[[ Records for this task, beginning ]]

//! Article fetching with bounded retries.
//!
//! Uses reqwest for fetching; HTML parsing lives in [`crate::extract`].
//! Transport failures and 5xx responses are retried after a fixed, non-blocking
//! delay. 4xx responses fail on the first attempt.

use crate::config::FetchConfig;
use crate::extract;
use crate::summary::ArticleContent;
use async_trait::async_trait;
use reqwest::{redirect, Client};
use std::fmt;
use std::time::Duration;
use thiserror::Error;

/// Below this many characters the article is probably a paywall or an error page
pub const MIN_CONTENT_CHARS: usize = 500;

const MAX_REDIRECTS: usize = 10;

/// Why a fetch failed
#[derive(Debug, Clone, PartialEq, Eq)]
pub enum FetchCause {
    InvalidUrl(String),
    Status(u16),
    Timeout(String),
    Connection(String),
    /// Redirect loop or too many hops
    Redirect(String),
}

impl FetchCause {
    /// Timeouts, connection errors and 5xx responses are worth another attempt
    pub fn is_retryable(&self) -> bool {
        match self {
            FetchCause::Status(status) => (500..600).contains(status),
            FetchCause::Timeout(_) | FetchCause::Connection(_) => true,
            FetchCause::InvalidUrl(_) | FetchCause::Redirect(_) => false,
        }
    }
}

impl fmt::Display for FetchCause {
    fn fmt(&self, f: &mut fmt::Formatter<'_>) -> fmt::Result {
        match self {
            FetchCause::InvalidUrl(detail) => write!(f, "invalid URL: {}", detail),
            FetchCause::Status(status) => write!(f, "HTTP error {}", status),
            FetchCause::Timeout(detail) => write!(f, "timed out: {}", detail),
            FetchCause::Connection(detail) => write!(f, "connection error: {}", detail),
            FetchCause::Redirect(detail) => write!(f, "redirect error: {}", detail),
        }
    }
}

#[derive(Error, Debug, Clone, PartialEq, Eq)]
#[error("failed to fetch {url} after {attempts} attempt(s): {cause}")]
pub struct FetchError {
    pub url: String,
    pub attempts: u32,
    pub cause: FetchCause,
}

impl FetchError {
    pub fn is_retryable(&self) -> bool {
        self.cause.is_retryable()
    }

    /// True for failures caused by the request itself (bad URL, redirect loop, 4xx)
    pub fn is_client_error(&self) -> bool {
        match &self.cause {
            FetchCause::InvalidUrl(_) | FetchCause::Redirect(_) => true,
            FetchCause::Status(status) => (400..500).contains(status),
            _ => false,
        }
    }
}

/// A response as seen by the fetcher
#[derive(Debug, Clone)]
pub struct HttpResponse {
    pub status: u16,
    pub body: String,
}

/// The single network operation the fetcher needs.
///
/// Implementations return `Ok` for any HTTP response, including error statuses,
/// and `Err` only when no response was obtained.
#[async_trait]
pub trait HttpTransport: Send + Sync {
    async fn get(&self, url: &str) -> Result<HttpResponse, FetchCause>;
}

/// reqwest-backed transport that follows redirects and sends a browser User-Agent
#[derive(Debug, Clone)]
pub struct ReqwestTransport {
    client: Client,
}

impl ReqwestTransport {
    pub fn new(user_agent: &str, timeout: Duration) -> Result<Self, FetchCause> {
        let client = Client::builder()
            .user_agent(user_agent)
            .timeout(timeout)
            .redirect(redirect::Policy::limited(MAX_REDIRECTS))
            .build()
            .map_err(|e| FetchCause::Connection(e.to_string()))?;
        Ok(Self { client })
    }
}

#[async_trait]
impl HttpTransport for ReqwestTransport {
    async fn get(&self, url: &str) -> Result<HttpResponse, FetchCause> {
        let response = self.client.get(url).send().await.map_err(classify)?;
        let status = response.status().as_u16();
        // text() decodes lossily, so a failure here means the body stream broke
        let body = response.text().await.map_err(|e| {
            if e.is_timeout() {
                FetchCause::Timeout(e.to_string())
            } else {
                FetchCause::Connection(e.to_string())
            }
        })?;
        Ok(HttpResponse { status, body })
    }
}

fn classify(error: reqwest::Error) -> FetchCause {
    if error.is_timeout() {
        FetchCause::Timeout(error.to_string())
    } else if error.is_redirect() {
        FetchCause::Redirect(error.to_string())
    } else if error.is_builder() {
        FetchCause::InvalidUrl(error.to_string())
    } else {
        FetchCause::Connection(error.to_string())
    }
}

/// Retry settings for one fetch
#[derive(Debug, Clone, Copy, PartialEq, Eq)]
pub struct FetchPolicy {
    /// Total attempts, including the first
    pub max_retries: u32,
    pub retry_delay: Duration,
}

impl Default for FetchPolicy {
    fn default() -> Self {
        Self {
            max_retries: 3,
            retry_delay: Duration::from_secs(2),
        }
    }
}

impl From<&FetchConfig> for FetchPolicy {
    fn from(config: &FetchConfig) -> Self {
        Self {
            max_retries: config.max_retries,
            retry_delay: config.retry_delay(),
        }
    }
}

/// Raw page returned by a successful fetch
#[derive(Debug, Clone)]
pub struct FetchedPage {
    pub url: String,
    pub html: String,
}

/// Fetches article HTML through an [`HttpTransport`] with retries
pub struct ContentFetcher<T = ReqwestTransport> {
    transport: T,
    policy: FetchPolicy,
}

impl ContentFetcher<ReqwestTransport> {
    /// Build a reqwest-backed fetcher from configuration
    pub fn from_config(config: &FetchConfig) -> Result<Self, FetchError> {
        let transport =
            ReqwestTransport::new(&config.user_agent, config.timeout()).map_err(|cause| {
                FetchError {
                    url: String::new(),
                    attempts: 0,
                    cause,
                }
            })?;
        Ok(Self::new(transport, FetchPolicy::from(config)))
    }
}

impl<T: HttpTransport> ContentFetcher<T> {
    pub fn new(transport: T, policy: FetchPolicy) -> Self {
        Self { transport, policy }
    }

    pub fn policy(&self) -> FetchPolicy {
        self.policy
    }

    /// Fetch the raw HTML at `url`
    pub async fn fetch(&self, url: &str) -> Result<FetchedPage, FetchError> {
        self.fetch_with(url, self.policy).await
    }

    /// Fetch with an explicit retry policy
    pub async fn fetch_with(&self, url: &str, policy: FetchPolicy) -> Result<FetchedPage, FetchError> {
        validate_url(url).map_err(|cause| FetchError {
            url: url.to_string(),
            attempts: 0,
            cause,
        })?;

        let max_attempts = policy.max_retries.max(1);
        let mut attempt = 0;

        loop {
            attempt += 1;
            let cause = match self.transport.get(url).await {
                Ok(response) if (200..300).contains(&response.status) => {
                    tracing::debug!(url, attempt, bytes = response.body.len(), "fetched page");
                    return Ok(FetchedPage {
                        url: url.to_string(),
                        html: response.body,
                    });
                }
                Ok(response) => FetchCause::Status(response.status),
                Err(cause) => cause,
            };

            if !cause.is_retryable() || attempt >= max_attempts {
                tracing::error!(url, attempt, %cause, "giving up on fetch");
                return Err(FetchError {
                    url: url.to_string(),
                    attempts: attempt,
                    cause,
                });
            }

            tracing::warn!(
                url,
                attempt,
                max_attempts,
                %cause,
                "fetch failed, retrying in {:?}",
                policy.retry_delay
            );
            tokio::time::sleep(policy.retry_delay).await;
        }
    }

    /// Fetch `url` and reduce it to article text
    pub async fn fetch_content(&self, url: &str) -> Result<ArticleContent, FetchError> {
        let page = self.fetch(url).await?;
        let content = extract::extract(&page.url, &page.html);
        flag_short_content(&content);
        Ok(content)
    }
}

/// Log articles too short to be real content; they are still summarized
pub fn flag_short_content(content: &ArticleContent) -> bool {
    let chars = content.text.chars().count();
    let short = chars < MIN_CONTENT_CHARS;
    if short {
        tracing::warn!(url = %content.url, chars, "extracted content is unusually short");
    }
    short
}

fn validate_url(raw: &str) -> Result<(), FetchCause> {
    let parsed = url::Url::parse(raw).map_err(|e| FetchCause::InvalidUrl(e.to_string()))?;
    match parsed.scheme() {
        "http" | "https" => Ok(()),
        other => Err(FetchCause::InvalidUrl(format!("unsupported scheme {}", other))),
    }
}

[[ Records for this task, end ]]

#### [Work instructions]
Lines above that have "PartialEq": copy each of them.

#### [Completed exercise]
#[derive(Debug, Clone, PartialEq, Eq)]
#[derive(Error, Debug, Clone, PartialEq, Eq)]
#[derive(Debug, Clone, Copy, PartialEq, Eq)]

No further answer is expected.